(Task): Starting at the line with "User-specific protocol discriminator" and going on through the line with "pub fn to_bitbuf(&self, buffer: &mut", reproduce each line in the records below exactly and nothing more.

[Saved data entries]

+---+

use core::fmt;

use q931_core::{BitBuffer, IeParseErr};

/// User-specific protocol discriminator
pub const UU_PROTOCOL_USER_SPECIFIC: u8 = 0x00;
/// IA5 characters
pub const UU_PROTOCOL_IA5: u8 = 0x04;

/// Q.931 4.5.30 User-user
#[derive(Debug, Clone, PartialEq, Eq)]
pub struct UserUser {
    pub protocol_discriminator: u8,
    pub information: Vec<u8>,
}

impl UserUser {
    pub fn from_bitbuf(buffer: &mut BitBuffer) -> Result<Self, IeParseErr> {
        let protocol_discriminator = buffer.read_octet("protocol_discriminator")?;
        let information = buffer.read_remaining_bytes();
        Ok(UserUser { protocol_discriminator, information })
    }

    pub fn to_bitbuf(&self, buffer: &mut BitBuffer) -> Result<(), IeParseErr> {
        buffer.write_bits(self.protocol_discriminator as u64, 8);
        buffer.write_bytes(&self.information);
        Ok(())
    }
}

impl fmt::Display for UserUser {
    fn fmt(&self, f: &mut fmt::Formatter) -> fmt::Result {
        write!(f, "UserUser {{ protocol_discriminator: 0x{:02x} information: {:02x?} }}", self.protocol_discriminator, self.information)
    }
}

+---+

(Output below):
/// User-specific protocol discriminator
pub const UU_PROTOCOL_USER_SPECIFIC: u8 = 0x00;
/// IA5 characters
pub const UU_PROTOCOL_IA5: u8 = 0x04;

/// Q.931 4.5.30 User-user
#[derive(Debug, Clone, PartialEq, Eq)]
pub struct UserUser {
    pub protocol_discriminator: u8,
    pub information: Vec<u8>,
}

impl UserUser {
    pub fn from_bitbuf(buffer: &mut BitBuffer) -> Result<Self, IeParseErr> {
        let protocol_discriminator = buffer.read_octet("protocol_discriminator")?;
        let information = buffer.read_remaining_bytes();
        Ok(UserUser { protocol_discriminator, information })
    }

    pub fn to_bitbuf(&self, buffer: &mut BitBuffer) -> Result<(), IeParseErr> {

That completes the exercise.